- Work instruction: Scan the lines below and report each one containing "REFERENCES" by copying it.

Stored items:
· · ·
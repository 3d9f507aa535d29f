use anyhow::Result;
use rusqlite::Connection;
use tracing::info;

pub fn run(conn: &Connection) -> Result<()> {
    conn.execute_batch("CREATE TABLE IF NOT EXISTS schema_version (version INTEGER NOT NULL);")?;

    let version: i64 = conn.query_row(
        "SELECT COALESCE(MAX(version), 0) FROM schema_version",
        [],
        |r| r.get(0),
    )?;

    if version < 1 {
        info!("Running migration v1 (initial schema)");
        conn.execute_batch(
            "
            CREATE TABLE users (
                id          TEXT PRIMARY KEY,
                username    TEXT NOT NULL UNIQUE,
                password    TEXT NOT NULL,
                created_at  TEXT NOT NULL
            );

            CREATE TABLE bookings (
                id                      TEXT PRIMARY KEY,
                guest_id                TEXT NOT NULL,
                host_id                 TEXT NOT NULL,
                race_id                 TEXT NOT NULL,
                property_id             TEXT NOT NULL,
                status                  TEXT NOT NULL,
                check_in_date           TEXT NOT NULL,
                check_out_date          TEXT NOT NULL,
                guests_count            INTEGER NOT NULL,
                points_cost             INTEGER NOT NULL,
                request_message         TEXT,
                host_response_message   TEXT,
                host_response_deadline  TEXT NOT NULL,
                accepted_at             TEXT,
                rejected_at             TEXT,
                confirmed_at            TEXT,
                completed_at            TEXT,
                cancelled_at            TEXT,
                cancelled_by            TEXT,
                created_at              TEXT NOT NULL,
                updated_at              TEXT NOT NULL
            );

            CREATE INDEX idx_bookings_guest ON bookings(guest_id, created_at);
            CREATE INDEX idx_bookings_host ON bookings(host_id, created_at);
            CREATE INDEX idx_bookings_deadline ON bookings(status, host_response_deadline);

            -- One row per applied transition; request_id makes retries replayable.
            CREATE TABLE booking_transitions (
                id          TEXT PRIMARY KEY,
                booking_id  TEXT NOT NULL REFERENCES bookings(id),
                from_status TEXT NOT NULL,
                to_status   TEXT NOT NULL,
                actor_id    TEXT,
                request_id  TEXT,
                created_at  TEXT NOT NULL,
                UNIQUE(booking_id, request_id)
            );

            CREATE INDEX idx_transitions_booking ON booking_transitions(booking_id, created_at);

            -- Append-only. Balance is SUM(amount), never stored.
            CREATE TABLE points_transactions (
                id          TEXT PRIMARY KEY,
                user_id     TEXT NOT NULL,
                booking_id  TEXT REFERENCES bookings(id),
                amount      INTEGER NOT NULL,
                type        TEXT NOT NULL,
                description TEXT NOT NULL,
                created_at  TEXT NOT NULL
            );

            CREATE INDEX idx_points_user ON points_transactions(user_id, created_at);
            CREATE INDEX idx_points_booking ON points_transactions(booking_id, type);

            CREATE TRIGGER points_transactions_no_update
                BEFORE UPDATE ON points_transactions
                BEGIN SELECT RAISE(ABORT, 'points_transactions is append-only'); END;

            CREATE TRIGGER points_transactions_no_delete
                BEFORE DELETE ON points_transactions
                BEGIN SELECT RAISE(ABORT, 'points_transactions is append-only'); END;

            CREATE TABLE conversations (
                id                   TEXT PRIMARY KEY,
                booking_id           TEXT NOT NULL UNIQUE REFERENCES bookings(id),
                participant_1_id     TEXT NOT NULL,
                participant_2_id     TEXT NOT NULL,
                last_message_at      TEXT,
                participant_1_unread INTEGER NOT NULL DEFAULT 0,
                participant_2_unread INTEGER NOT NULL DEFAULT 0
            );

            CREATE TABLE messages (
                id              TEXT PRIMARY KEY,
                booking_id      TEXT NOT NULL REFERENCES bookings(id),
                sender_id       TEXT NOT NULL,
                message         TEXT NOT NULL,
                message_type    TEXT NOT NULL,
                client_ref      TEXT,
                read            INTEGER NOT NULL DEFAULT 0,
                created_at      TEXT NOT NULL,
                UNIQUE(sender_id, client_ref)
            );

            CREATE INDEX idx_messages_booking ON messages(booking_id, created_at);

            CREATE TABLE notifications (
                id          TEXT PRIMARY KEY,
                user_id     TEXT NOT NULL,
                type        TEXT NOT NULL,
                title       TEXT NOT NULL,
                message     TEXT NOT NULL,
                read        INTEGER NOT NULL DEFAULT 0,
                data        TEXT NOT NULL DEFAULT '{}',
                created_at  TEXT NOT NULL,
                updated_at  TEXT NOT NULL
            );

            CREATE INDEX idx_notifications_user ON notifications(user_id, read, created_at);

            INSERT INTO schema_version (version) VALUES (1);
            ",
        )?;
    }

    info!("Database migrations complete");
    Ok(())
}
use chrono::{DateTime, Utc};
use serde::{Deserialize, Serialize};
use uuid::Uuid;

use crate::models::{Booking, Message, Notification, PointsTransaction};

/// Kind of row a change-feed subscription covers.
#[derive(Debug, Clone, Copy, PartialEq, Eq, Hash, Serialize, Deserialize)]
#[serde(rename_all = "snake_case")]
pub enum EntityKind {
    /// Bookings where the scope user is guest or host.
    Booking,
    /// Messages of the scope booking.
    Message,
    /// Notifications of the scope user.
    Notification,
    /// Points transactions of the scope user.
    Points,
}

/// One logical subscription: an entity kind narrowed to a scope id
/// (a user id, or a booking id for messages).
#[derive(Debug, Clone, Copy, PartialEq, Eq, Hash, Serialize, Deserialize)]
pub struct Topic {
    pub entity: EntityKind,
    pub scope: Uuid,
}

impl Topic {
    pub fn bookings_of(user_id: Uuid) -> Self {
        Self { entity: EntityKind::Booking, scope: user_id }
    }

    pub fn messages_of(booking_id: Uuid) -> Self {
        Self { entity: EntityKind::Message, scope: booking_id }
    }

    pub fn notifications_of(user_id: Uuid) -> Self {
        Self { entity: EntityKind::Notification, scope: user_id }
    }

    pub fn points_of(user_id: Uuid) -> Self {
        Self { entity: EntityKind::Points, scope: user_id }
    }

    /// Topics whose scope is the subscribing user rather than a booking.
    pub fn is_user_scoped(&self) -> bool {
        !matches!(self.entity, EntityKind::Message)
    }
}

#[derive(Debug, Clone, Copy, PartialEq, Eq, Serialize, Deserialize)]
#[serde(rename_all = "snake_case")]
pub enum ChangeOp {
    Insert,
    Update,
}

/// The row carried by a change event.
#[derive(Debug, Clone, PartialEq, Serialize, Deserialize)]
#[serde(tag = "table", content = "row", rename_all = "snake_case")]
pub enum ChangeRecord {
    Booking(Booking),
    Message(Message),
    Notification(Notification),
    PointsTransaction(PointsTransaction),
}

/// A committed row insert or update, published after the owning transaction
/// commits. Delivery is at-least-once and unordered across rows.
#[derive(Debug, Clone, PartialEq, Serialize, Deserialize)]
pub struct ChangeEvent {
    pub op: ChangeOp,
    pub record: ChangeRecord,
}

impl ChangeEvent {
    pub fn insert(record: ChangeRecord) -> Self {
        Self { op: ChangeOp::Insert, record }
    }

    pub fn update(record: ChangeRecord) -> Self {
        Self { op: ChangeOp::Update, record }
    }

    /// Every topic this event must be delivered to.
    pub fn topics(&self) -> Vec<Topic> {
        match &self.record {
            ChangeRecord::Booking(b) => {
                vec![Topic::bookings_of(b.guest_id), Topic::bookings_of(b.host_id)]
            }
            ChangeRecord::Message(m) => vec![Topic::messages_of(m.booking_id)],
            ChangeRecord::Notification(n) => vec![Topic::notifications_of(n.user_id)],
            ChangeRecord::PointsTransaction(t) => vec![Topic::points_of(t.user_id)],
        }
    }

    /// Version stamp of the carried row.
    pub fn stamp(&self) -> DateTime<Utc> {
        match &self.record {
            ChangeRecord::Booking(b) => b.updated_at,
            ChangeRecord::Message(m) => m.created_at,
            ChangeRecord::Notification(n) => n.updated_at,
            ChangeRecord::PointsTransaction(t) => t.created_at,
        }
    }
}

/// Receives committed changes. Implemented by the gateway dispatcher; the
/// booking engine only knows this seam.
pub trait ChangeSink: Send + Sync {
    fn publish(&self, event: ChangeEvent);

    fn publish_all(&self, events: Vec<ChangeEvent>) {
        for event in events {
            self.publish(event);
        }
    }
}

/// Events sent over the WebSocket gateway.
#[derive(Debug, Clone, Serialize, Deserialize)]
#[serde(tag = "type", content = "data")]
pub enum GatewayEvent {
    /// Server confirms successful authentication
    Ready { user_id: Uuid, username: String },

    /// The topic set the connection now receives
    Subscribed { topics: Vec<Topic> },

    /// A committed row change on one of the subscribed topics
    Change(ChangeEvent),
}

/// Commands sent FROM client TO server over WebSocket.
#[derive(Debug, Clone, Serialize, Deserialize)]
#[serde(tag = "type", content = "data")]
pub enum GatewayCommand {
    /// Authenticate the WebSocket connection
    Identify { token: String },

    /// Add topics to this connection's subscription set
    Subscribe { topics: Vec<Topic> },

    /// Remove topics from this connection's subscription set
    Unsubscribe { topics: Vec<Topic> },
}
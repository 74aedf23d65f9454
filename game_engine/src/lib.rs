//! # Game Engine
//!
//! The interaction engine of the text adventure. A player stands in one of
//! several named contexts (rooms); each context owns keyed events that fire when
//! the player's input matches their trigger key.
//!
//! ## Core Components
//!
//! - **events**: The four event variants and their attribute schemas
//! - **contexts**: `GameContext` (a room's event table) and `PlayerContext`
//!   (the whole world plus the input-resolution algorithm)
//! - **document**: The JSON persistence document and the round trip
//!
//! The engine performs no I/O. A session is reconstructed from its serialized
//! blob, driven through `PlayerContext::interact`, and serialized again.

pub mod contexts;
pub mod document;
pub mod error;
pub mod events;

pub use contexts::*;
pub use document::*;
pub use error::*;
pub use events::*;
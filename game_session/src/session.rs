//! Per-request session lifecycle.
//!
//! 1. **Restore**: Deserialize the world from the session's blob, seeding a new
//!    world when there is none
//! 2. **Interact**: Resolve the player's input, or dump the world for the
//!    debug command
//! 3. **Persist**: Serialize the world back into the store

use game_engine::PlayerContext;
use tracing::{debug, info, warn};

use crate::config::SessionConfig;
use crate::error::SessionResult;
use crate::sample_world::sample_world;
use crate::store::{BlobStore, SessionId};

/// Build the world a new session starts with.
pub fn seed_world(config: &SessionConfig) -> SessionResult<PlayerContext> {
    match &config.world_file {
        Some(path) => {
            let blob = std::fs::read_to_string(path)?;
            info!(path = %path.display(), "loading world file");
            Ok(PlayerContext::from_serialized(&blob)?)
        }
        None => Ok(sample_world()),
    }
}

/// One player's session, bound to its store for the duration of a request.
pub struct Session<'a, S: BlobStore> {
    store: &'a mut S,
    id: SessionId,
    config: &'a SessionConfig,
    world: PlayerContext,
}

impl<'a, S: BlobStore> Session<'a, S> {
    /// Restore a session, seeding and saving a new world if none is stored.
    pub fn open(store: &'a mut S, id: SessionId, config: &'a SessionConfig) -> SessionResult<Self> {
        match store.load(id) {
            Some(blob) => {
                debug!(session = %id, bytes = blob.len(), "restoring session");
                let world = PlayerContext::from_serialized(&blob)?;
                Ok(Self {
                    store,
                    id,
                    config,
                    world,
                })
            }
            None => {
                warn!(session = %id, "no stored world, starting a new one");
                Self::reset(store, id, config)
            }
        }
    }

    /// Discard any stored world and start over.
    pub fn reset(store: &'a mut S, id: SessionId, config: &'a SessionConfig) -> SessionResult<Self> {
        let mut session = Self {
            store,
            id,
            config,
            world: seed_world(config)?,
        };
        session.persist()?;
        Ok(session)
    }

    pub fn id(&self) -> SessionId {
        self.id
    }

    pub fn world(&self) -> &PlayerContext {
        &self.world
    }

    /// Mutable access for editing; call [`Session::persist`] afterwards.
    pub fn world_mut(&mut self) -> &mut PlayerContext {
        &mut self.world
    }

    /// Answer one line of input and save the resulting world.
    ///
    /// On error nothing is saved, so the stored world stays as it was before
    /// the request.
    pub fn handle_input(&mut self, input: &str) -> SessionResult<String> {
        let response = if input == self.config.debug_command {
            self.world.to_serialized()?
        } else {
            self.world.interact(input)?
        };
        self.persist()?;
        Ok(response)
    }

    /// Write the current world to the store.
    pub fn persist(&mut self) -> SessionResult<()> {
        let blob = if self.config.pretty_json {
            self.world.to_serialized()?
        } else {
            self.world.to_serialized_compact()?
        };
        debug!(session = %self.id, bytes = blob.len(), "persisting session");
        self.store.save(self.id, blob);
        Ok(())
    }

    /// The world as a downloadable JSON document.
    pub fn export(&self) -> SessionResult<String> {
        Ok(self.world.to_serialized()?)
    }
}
· · ·
- Solution:
                booking_id  TEXT NOT NULL REFERENCES bookings(id),
                booking_id  TEXT REFERENCES bookings(id),
                booking_id           TEXT NOT NULL UNIQUE REFERENCES bookings(id),
                booking_id      TEXT NOT NULL REFERENCES bookings(id),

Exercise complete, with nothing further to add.